Mon père est architecte et, pendant longtemps, j’ai souhaité moi-même en devenir un, jusqu’à ce que je découvre le théâtre. La construction, le design, imaginer l’espace et sa relation aux matériaux m’ont toujours fasciné. J’avais l’habitude d’accompagner mon père sur les chantiers de construction et je lui posais des questions sur les matériaux.

Je me souviens qu’enfant, j’étais attiré par ces feuilles de tôles métalliques ondulées souvent utilisées pour construire des toits, mais aussi pour toutes sortes de choses. Dans l’île d’où je viens, en Grèce, qui n’est ni très riche ni touristique, tout était construit avec cette tôle peu chère et durable. Enfant, cela m’intriguait d’en voir partout, arrachée des immeubles, dans les champs, les espaces abandonnés : ce n’était pas une matière naturelle comme du bois ou de la pierre, mais c’était là depuis toujours, comme faisant partie du paysage. Mon père m’avait dit que ça s’appelait de l’« elenit », un mélange de ciment et d’amiante, fabriqué dans les années 1970, qui a vite été déclaré nocif pour la santé. Dans certains pays, on l’appelait même « eternit », une allusion au fait que ce matériau subsisterait pour toujours. En Grèce, on l’avait renommé elenit, qui sonnait plus hellénique. Il a ensuite été interdit et les gens qui vivaient sous ce type de toit sont morts du cancer… Il est devenu difficile de s’en débarrasser.

Je trouve très pertinent de donner un titre à mon spectacle basé sur un malentendu, qui est aussi lié à mon héritage grec et à ma relation avec mon père ! Cela devient un point d’ancrage avec mon héritage et ma mythologie personnelle, et une allusion aux courts-circuits dans la transmission et des mythes qu’on prend pour la vérité.

 

Comment s’articule la relation complexe entre le progrès, les défis environnementaux et la persévérance de l’humanité dans cette création ?

L’éolienne et la tôle métallique sur scène vont sûrement amener le public à faire un lien avec l’écologie. J’ai utilisé une éolienne parce que j’avais besoin d’une force monumentale pour propulser cette machine théâtrale complètement excessive. Je savais que cette pièce voulait jouer avec le concept des grands spectacles, j’étais conscient qu’elle serait à plus grande échelle.
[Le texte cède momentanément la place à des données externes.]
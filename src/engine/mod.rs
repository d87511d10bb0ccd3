//! # lictrace Engine: Package Orchestrator
//!
//! One run over a package:
//!
//! - `file_index`: classify every enumerated file once
//! - per-file analysis: lex, extract references, match licenses, scan
//!   inline markers, then `reduce` the matches
//! - `references`: expand wildcard imports against the source files
//! - `conflicts`: intra-file, per-reference and package-wide conflicts
//! - `progress`: observers and cooperative cancellation
//! - `config`: thresholds, algorithms and exclusions (`.lictrace.toml`)

pub mod config;
pub mod conflicts;
pub mod file_index;
pub mod progress;
pub mod reduce;
pub mod references;

pub use config::ProcessorConfig;
pub use conflicts::{ConflictReport, ReferenceConflict};
pub use file_index::{FileCategory, FileIndex};
pub use progress::{CancellationToken, ProgressEvent, ProgressObserver};

use crate::detection::{scan_inline_markers, LicenseMatch, LicenseMatcher};
use crate::ingest::PackageSource;
use crate::license::{LicenseCatalog, LicenseId};
use crate::source::{self, lexer, CommentLine, FileId, Reference};
use crate::{LictraceError, LictraceResult};
use rayon::prelude::*;
use serde::{Deserialize, Serialize};
use std::collections::{BTreeMap, BTreeSet};
use std::fmt;
use std::sync::{Arc, Mutex, PoisonError};
use std::time::Instant;
use tracing::{debug, info, warn};

// ─── Per-file Results ───────────────────────────────────────────────

#[derive(Debug, Clone, Copy, PartialEq, Eq, Serialize, Deserialize)]
pub enum FileErrorKind {
    Lexing,
    Matching,
    Catalog,
}

/// A recoverable problem found while analyzing one file
#[derive(Debug, Clone, PartialEq, Eq, Serialize, Deserialize)]
pub struct FileError {
    pub kind: FileErrorKind,
    pub message: String,
}

impl FileError {
    pub fn new(kind: FileErrorKind, message: impl Into<String>) -> Self {
        Self {
            kind,
            message: message.into(),
        }
    }
}

impl fmt::Display for FileError {
    fn fmt(&self, f: &mut fmt::Formatter<'_>) -> fmt::Result {
        write!(f, "{:?}: {}", self.kind, self.message)
    }
}

#[derive(Debug, Clone, Serialize, Deserialize)]
pub struct FileAnalysis {
    pub file: FileId,
    pub category: FileCategory,
    /// Source language name, for source files
    pub language: Option<String>,
    /// Reduced license matches
    pub matches: Vec<LicenseMatch>,
    pub references: Vec<Reference>,
    pub errors: Vec<FileError>,
}

impl FileAnalysis {
    pub fn new(file: FileId, category: FileCategory) -> Self {
        Self {
            file,
            category,
            language: None,
            matches: Vec::new(),
            references: Vec::new(),
            errors: Vec::new(),
        }
    }
}

// ─── Package Report ─────────────────────────────────────────────────

#[derive(Debug, Clone, Serialize, Deserialize)]
pub struct PackageReport {
    pub package: String,
    pub files: FileIndex,
    /// Source and license files; unknown files are not analyzed
    pub analyses: BTreeMap<FileId, FileAnalysis>,
    pub found_licenses: BTreeSet<LicenseId>,
    /// Number of files each license was found in
    pub license_counts: BTreeMap<LicenseId, usize>,
    /// Best match ratio seen per license
    pub max_ratios: BTreeMap<LicenseId, f64>,
    pub conflicts: ConflictReport,
    pub duration_ms: u64,
}

/// Headline numbers of a run
#[derive(Debug, Clone, PartialEq, Eq, Serialize, Deserialize)]
pub struct ReportSummary {
    pub source_files: usize,
    pub license_files: usize,
    pub all_files: usize,
    pub distinct_licenses: usize,
    pub internal_conflicts: usize,
    pub reference_conflicts: usize,
    pub global_conflicts: usize,
}

impl PackageReport {
    pub fn analysis(&self, file: &FileId) -> Option<&FileAnalysis> {
        self.analyses.get(file)
    }

    /// Reduced matches of a file; empty for unknown or unanalyzed files
    pub fn matches(&self, file: &FileId) -> &[LicenseMatch] {
        self.analyses.get(file).map(|a| a.matches.as_slice()).unwrap_or(&[])
    }

    pub fn references(&self, file: &FileId) -> &[Reference] {
        self.analyses.get(file).map(|a| a.references.as_slice()).unwrap_or(&[])
    }

    pub fn summary(&self) -> ReportSummary {
        ReportSummary {
            source_files: self.files.source_files.len(),
            license_files: self.files.license_files.len(),
            all_files: self.files.len(),
            distinct_licenses: self.found_licenses.len(),
            internal_conflicts: self.conflicts.internal_conflict_count(),
            reference_conflicts: self.conflicts.reference_conflict_count(),
            global_conflicts: self.conflicts.global_conflict_count(),
        }
    }

    pub fn to_json(&self) -> LictraceResult<String> {
        Ok(serde_json::to_string_pretty(self)?)
    }
}

/// Result of [`PackageProcessor::process`]
#[derive(Debug, Clone)]
pub enum ProcessOutcome {
    Completed(PackageReport),
    Cancelled,
}

impl ProcessOutcome {
    pub fn is_cancelled(&self) -> bool {
        matches!(self, Self::Cancelled)
    }

    pub fn into_report(self) -> Option<PackageReport> {
        match self {
            Self::Completed(report) => Some(report),
            Self::Cancelled => None,
        }
    }
}

// ─── Processor ──────────────────────────────────────────────────────

pub struct PackageProcessor {
    catalog: Arc<LicenseCatalog>,
    config: ProcessorConfig,
    observers: Vec<Box<dyn ProgressObserver>>,
}

impl PackageProcessor {
    pub fn new(catalog: Arc<LicenseCatalog>, config: ProcessorConfig) -> Self {
        Self {
            catalog,
            config: config.validated(),
            observers: Vec::new(),
        }
    }

    pub fn with_observer(mut self, observer: impl ProgressObserver + 'static) -> Self {
        self.add_observer(Box::new(observer));
        self
    }

    pub fn add_observer(&mut self, observer: Box<dyn ProgressObserver>) {
        self.observers.push(observer);
    }

    pub fn config(&self) -> &ProcessorConfig {
        &self.config
    }

    pub fn catalog(&self) -> &LicenseCatalog {
        &self.catalog
    }

    /// Analyze every file of `package`, then resolve wildcard references
    /// and detect conflicts. Cancellation is checked before each file.
    pub fn process(
        &self,
        package: &dyn PackageSource,
        cancel: &CancellationToken,
    ) -> LictraceResult<ProcessOutcome> {
        let start = Instant::now();
        if self.catalog.is_empty() {
            return Err(LictraceError::CatalogError("license catalog is empty".into()));
        }

        info!(
            "Processing package {} ({} licenses, threshold {:.2})",
            package.name(),
            self.catalog.len(),
            self.config.match_threshold
        );
        self.notify(|o| o.begin());

        let count = if self.observers.is_empty() {
            0
        } else {
            let mut count = 0;
            for file in package.files() {
                if cancel.is_cancelled() {
                    return Ok(self.cancelled());
                }
                if matches!(self.admit(&file), Some(c) if c != FileCategory::Unknown) {
                    count += 1;
                }
            }
            count
        };

        let matcher = LicenseMatcher::new(&self.catalog, self.config.match_threshold);
        let mut files = FileIndex::default();
        let mut analyses = BTreeMap::new();

        if self.config.parallel {
            let mut work = Vec::new();
            for file in package.files() {
                if cancel.is_cancelled() {
                    return Ok(self.cancelled());
                }
                let Some(category) = self.admit(&file) else {
                    continue;
                };
                files.push(file.clone(), category);
                if category != FileCategory::Unknown {
                    work.push((file, category));
                }
            }

            // Index assignment and delivery share one lock so observers see
            // `file` events in index order
            let next = Mutex::new(0usize);
            let done: Vec<Option<FileAnalysis>> = work
                .par_iter()
                .map(|(file, category)| {
                    if cancel.is_cancelled() {
                        return None;
                    }
                    {
                        let mut index = next.lock().unwrap_or_else(PoisonError::into_inner);
                        self.notify(|o| o.file(*index, count, file));
                        *index += 1;
                    }
                    Some(self.analyze(package, &matcher, file, *category))
                })
                .collect();

            if cancel.is_cancelled() {
                return Ok(self.cancelled());
            }
            for analysis in done.into_iter().flatten() {
                analyses.insert(analysis.file.clone(), analysis);
            }
        } else {
            let mut index = 0;
            for file in package.files() {
                if cancel.is_cancelled() {
                    return Ok(self.cancelled());
                }
                let Some(category) = self.admit(&file) else {
                    continue;
                };
                files.push(file.clone(), category);
                if category == FileCategory::Unknown {
                    continue;
                }
                self.notify(|o| o.file(index, count, &file));
                index += 1;
                let analysis = self.analyze(package, &matcher, &file, category);
                analyses.insert(file, analysis);
            }
        }

        for analysis in analyses.values_mut() {
            let refs = std::mem::take(&mut analysis.references);
            analysis.references = references::expand_wildcards(refs, &files.source_files);
        }

        let mut license_counts: BTreeMap<LicenseId, usize> = BTreeMap::new();
        let mut max_ratios: BTreeMap<LicenseId, f64> = BTreeMap::new();
        for m in analyses.values().flat_map(|a| &a.matches) {
            *license_counts.entry(m.license.clone()).or_default() += 1;
            let best = max_ratios.entry(m.license.clone()).or_insert(m.ratio);
            *best = best.max(m.ratio);
        }
        let found_licenses: BTreeSet<LicenseId> = license_counts.keys().cloned().collect();
        let conflicts = conflicts::find_conflicts(&self.catalog, &analyses, &found_licenses);

        let report = PackageReport {
            package: package.name(),
            files,
            analyses,
            found_licenses,
            license_counts,
            max_ratios,
            conflicts,
            duration_ms: start.elapsed().as_millis() as u64,
        };

        let summary = report.summary();
        info!(
            "Processed {} files ({} source, {} license): {} licenses, {} reference conflicts, {} global conflicts ({}ms)",
            summary.all_files,
            summary.source_files,
            summary.license_files,
            summary.distinct_licenses,
            summary.reference_conflicts,
            summary.global_conflicts,
            report.duration_ms
        );
        self.notify(|o| o.end());

        Ok(ProcessOutcome::Completed(report))
    }

    /// Comment lines of one file, lexed on demand. License files come
    /// back as plain text lines.
    pub fn read_comments(
        &self,
        package: &dyn PackageSource,
        file: &FileId,
    ) -> LictraceResult<Vec<CommentLine>> {
        let lines = package.read_lines(file)?;
        match source::language_for(file) {
            Some(language) => Ok(lexer::lex(&lines, language.syntax()).comments),
            None if self.config.is_license_file(file) => Ok(CommentLine::wrap_plain(&lines)),
            None => Err(LictraceError::AnalysisError(format!(
                "{} is neither a source file nor a license file",
                file
            ))),
        }
    }

    fn notify(&self, event: impl Fn(&dyn ProgressObserver)) {
        for observer in &self.observers {
            event(observer.as_ref());
        }
    }

    fn cancelled(&self) -> ProcessOutcome {
        info!("Processing cancelled");
        self.notify(|o| o.cancelled());
        ProcessOutcome::Cancelled
    }

    /// Category of a file, or `None` when it is excluded
    fn admit(&self, file: &FileId) -> Option<FileCategory> {
        if self.config.is_excluded(file) {
            debug!("{}: excluded", file);
            return None;
        }
        let category = file_index::classify(file, &self.config);
        debug!("{}: {:?}", file, category);
        Some(category)
    }

    fn analyze(
        &self,
        package: &dyn PackageSource,
        matcher: &LicenseMatcher<'_>,
        file: &FileId,
        category: FileCategory,
    ) -> FileAnalysis {
        let mut analysis = FileAnalysis::new(file.clone(), category);

        let lines = match package.read_lines(file) {
            Ok(lines) => lines,
            Err(e) => {
                warn!("{}: cannot read file: {}", file, e);
                analysis
                    .errors
                    .push(FileError::new(FileErrorKind::Matching, format!("cannot read file: {}", e)));
                return analysis;
            }
        };

        let raw = match category {
            FileCategory::SourceCode => match source::language_for(file) {
                Some(language) => {
                    analysis.language = Some(language.name().to_string());
                    let scanned = language.scan(file, &lines);
                    for diagnostic in &scanned.diagnostics {
                        warn!("{}: {}", file, diagnostic);
                        analysis
                            .errors
                            .push(FileError::new(FileErrorKind::Lexing, diagnostic.to_string()));
                    }
                    analysis.references = scanned.references;
                    let mut raw = matcher.match_comments(&scanned.comments, self.config.source_algorithm);
                    raw.extend(scan_inline_markers(&lines, &self.catalog));
                    raw
                }
                None => Vec::new(),
            },
            FileCategory::LicenseFile => {
                matcher.match_comments(&CommentLine::wrap_plain(&lines), self.config.license_file_algorithm)
            }
            FileCategory::Unknown => Vec::new(),
        };
        analysis.matches = reduce::reduce_matches(raw, &self.catalog);

        for m in &analysis.matches {
            let Some(parents) = self.catalog.get(&m.license).and_then(|r| r.parents()) else {
                continue;
            };
            for parent in parents.iter().filter(|p| self.catalog.get(p).is_none()) {
                let message = format!("exception {} names unknown parent {}", m.license, parent);
                warn!("{}: {}", file, message);
                analysis.errors.push(FileError::new(FileErrorKind::Catalog, message));
            }
        }

        debug!(
            "{}: {} matches, {} references",
            file,
            analysis.matches.len(),
            analysis.references.len()
        );
        analysis
    }
}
Il y avait déjà 10 personnages dans la pièce et elle était destinée à de plus grands théâtres et auditoires.

De toute évidence, les sources d’inspiration allaient provenir de plus grandes formes de spectacle comme l’opéra, Broadway, l’ancienne tragédie grecque, le cirque, les boîtes de nuit et les grands musées. Une scénographie imposante allait alors passer de mon imagination à la scène. Néanmoins, l’éolienne ne provient pas d’un choix extrêmement réfléchi, la plupart de mes décisions sont en fait portées par des courants inconscients. De cette façon, j’espère que chaque objet choisi, chaque scène et chaque décision artistique peuvent trouver des significations multiples et rester ouverts à l’interprétation.

En tant que créature politique très consciente des lacunes de notre espèce, je m’intéresse comme toujours à la manière dont le cerveau humain fonctionne en face des obstacles. Je trouve étonnant qu’au XXIe siècle, nous soyons si conscients des inégalités dans le monde et si peu capables de les combattre une fois pour toutes.

L’humanité a acquis de grandes connaissances philosophiques, religieuses et scientifiques. Nous visons un moi idéal, mais n’avons que peu de pouvoir pour atteindre nos objectifs. Nous sommes confrontés à nos limites. C’est cette nature humaine qui me fascine, son étrangeté, ses immenses pouvoirs et sa fragilité ; on voudrait agir de la meilleure façon possible et pourtant, nous sommes condamnés à nous heurter à nos innombrables limites. C’est notre sort et c’est très ironique… c’est pour cette raison que ça me touche autant.